Lengkaplah sudah susunan kandungan sebuah negara: manusia, tanah, dan sistem.
Apa
yang kemudian dilakukan Rasulullah SAW sebenarnya relatif mirip dengan semua
yang mungkin dilakukan para pemimpin politik yang baru mendirikan negara.
Pertama, membangun infrastruktut negara dengan masjid sebagai simbol dan
perangkat utamanya. Kedua, menciptakan kohesi sosial melalui proses
persaudaraan antarkomunitas darah yang berbeda tapi menyatu sebagai komunitas
agama, antara sebagian komunitas “Quraisy” dan “Yatsrib” menjadi komunitas
“Muhajirin” dan “Anshar”. Ketiga, membuat nota kesepakatan untuk hidup bersama
dengan komunitas lain yang berbeda, sebagai sebuah masyarakat pluralistik yang
mendiami wilayah yang sama, melalui piagam Madinah. Keempat, merancang sistem
pertahanan negara melalui konsep Jihad fi Sabilillah.
Lima
tahun pertama setelah hijrah kehidupan dipenuhi oleh kerja keras Rasulullah SAW
beserta para shahabat beliau untuk mempertahankan eksistensi dan kelangsungan
hidup negara Madinah. Dalam kurun waktu itu, Rasulullah SAW telah melakukan
lebih dari 40 kali peperangan dalam berbagai skala. Yang terbesar dari semua
peperangan itu adalah perang Khandaq, di mana kaum Muslimin keluar sebagai
pemenang. Setelah itu tidak ada lagi yang terjadi di sekitar Madinah karena
semua peperangan sudah bersifat ekspansif. Negara Madinah membuktikan kekuatan
dan kemandiriannya, eksistensinya, dan kelangsungannya. Di sini, kaum Muslimin
telah membuktikan kekuatannya, setelah sebelumnya kaum Muslimin membuktikan
kebenarannya.
Jadi,
yang dilakukan oleh Rasulullah SAW pada tahapan ini adalah menegakkan negara.
Sebagai sebuah bangunan, negara membutuhkan dua bahan dasar: manusia dan
sistem. Manusialah yang akan mengisi suprastruktur. Sedangkan sistem adalah
perangkat lunak, sesuatu dengan apa negara bekerja.
Islam
adalah sistem itu. Oleh karena itu Islam bersifat given. Tapi, manusia adalah
sesuatu yang dikelola dan dibelajarkan sedemikian rupa hingga sistem terbangun
dalam dirinya, sebelum kemudian mengoperasikan negara dalam sistem tersebut.

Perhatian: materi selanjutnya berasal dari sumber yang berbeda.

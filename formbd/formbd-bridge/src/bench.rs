#[cfg(test)]
mod benchmarks {
    use crate::engine::testing::StubEngine;
    use crate::{Bridge, BridgeConfig, Fetch};
    use criterion::{BenchmarkId, Criterion, Throughput};
    use std::hint::black_box;
    use std::sync::Arc;

    const DOCUMENTS_PER_CURSOR: usize = 1_000;

    #[test]
    fn cursor_next_benchmark() {
        let mut criterion = Criterion::default()
            .sample_size(20)
            .measurement_time(std::time::Duration::from_secs(3));

        let mut group = criterion.benchmark_group("cursor_next");

        for size in [16, 1024, 32 * 1024] {
            let document = "x".repeat(size);
            let stub = Arc::new(StubEngine::new());
            let bridge = Bridge::new(stub.clone(), BridgeConfig::default()).unwrap();
            let db = bridge.create(b"/bench", 64).unwrap();

            group.throughput(Throughput::Bytes((size * DOCUMENTS_PER_CURSOR) as u64));
            group.bench_with_input(BenchmarkId::new("stub", size), &document, |b, document| {
                b.iter(|| {
                    stub.set_documents(std::iter::repeat_n(document.as_str(), DOCUMENTS_PER_CURSOR));
                    let cursor = bridge.query_execute(&db, b"SELECT *", b"{}").unwrap();
                    while let Fetch::Document(doc) = bridge.cursor_next(&cursor).unwrap() {
                        black_box(doc);
                    }
                });
            });
        }

        group.finish();
        criterion.final_summary();
    }
}
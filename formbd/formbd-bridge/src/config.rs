//! Bridge configuration

use std::env;
use thiserror::Error;

/// Default capacity of a cursor's document buffer (64 KiB).
pub const DEFAULT_CURSOR_BUFFER_CAPACITY: usize = 64 * 1024;

/// Upper bound accepted for the document buffer (16 MiB).
pub const MAX_CURSOR_BUFFER_CAPACITY: usize = 16 * 1024 * 1024;

const ENV_CURSOR_BUFFER_BYTES: &str = "FORMBD_CURSOR_BUFFER_BYTES";
const ENV_VALIDATE_PROVENANCE: &str = "FORMBD_VALIDATE_PROVENANCE";
const ENV_BLOCKING_THREADS: &str = "FORMBD_BLOCKING_THREADS";

/// Errors raised while building a [`BridgeConfig`]
#[derive(Error, Debug, Clone, PartialEq, Eq)]
pub enum ConfigError {
    #[error("cursor buffer capacity {0} is outside 1..={max}", max = MAX_CURSOR_BUFFER_CAPACITY)]
    CursorBufferCapacity(usize),

    #[error("blocking thread count must be at least 1")]
    BlockingThreads,

    #[error("invalid value {value:?} for {var}")]
    InvalidEnv { var: &'static str, value: String },

    #[error("failed to start blocking executor: {0}")]
    Executor(String),
}

/// Configuration for a [`Bridge`](crate::Bridge) and its blocking executor
#[derive(Debug, Clone)]
pub struct BridgeConfig {
    /// Bytes reserved per cursor for one result document. Larger documents
    /// fail with a corruption-class error rather than being truncated.
    pub cursor_buffer_capacity: usize,
    /// Reject provenance metadata that is not well-formed JSON before calling
    /// the engine.
    pub validate_provenance: bool,
    /// Threads reserved for potentially blocking native calls.
    pub blocking_threads: usize,
    /// Name given to those threads.
    pub thread_name: String,
}

impl Default for BridgeConfig {
    fn default() -> Self {
        Self {
            cursor_buffer_capacity: DEFAULT_CURSOR_BUFFER_CAPACITY,
            validate_provenance: true,
            blocking_threads: std::thread::available_parallelism()
                .map(|n| n.get())
                .unwrap_or(4),
            thread_name: "formbd-blocking".to_string(),
        }
    }
}

impl BridgeConfig {
    /// Create a new configuration with default values
    pub fn new() -> Self {
        Self::default()
    }

    /// Defaults overlaid with `FORMBD_*` environment variables.
    pub fn from_env() -> Result<Self, ConfigError> {
        Self::from_lookup(|var| env::var(var).ok())
    }

    fn from_lookup<F>(lookup: F) -> Result<Self, ConfigError>
    where
        F: Fn(&'static str) -> Option<String>,
    {
        let mut config = Self::default();
        if let Some(value) = lookup(ENV_CURSOR_BUFFER_BYTES) {
            config.cursor_buffer_capacity = parse(ENV_CURSOR_BUFFER_BYTES, value)?;
        }
        if let Some(value) = lookup(ENV_VALIDATE_PROVENANCE) {
            config.validate_provenance = match value.trim() {
                "1" | "true" | "yes" => true,
                "0" | "false" | "no" => false,
                _ => {
                    return Err(ConfigError::InvalidEnv {
                        var: ENV_VALIDATE_PROVENANCE,
                        value,
                    })
                }
            };
        }
        if let Some(value) = lookup(ENV_BLOCKING_THREADS) {
            config.blocking_threads = parse(ENV_BLOCKING_THREADS, value)?;
        }
        config.validate()?;
        Ok(config)
    }

    pub fn with_cursor_buffer_capacity(mut self, capacity: usize) -> Self {
        self.cursor_buffer_capacity = capacity;
        self
    }

    pub fn with_validate_provenance(mut self, validate: bool) -> Self {
        self.validate_provenance = validate;
        self
    }

    pub fn with_blocking_threads(mut self, threads: usize) -> Self {
        self.blocking_threads = threads;
        self
    }

    pub fn with_thread_name(mut self, name: impl Into<String>) -> Self {
        self.thread_name = name.into();
        self
    }

    /// Check the configured values are usable.
    pub fn validate(&self) -> Result<(), ConfigError> {
        if !(1..=MAX_CURSOR_BUFFER_CAPACITY).contains(&self.cursor_buffer_capacity) {
            return Err(ConfigError::CursorBufferCapacity(
                self.cursor_buffer_capacity,
            ));
        }
        if self.blocking_threads == 0 {
            return Err(ConfigError::BlockingThreads);
        }
        Ok(())
    }
}

fn parse(var: &'static str, value: String) -> Result<usize, ConfigError> {
    value
        .trim()
        .parse()
        .map_err(|_| ConfigError::InvalidEnv { var, value })
}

Untuk itulah Rasulullah SAW memilih manusia-manusia terbaik yang akan
mengoperasikan negara itu.
Selain
kedua bahan dasar negara itu, juga perlu ada bahan pendukung lainnya. Pertama,
tanah. Tidak ada negara tanpa tanah. Tapi, dalam Islam, hal tersebut merupakan
infrastruktur pendukung yang bersifat sekunder sebab tanah merupakan benda
netral, yang akan mempunyai makna ketika benda tersebut dihuni oleh manusia
dengan cara hidup tertentu. Selain berfungsi sebagai ruang hidup, tanah juga
merupakan tempat Allah menitip sebagian kekayaan-Nya yang menjadi sumber daya
kehidupan manusia.
Kedua,
jaringan sosial. Manusia sebagai individu hanya mempunyai efektifitas ketika ia
terhubung dengan individu lainnya secara fungsional dalam suatu arah yang sama.
Itulah
perangkat utama yang diberikan untuk menegakkan negara; sistem, manusia, tanah,
dan jaringan sosial. Apabila ke dalam unsur-unsur utama itu kita masukkan unsur
ilmu pengetahuan dan unsur kepemimpinan maka keempat unsur utama tersebut akan
bersinergi dan tumbuh secara lebih cepat. Walaupun, secara implisit, sebenarnya
unsur ilmu pengetahuan sudah masuk ke dalam sistem dan unsur kepemimpinan sudah
masuk ke dalam unsur manusia.
Itulah
semua yang dilakukan oleh Rasulullah SAW selama tiga belas tahun berdakwah dan
membina sahabat-sahabatnya di Makkah; menyiapkan semua perangkat yang
diperlukan dalam mendirikan sebuah negara yang kuat. Hasil dakwah dan pembinaan
itulah yang kemudian tumpah ruah di Madinah dan mengkristal secara sangat
cepat.
Begitulah
transformasi itu terjadi. Ketika gerakan dakwah menemui kematangannya, ia
menjelma jadi negara; ketika semua persyaratan dari sebuah negara kuat telah
terpenuhi, negara itu tegak di atas bumi, tidak peduli di belahan bumu manapun
ia tegak. Proses transformasi ini memang terjadi sangat cepat dan dalam skala
yang sangat besar. Tapi, proses ini sekaligus mengajari kita dua hakikat besar:
pertama, tentang hakikat dan tujuan dakwah serta strategi perubahan sosial.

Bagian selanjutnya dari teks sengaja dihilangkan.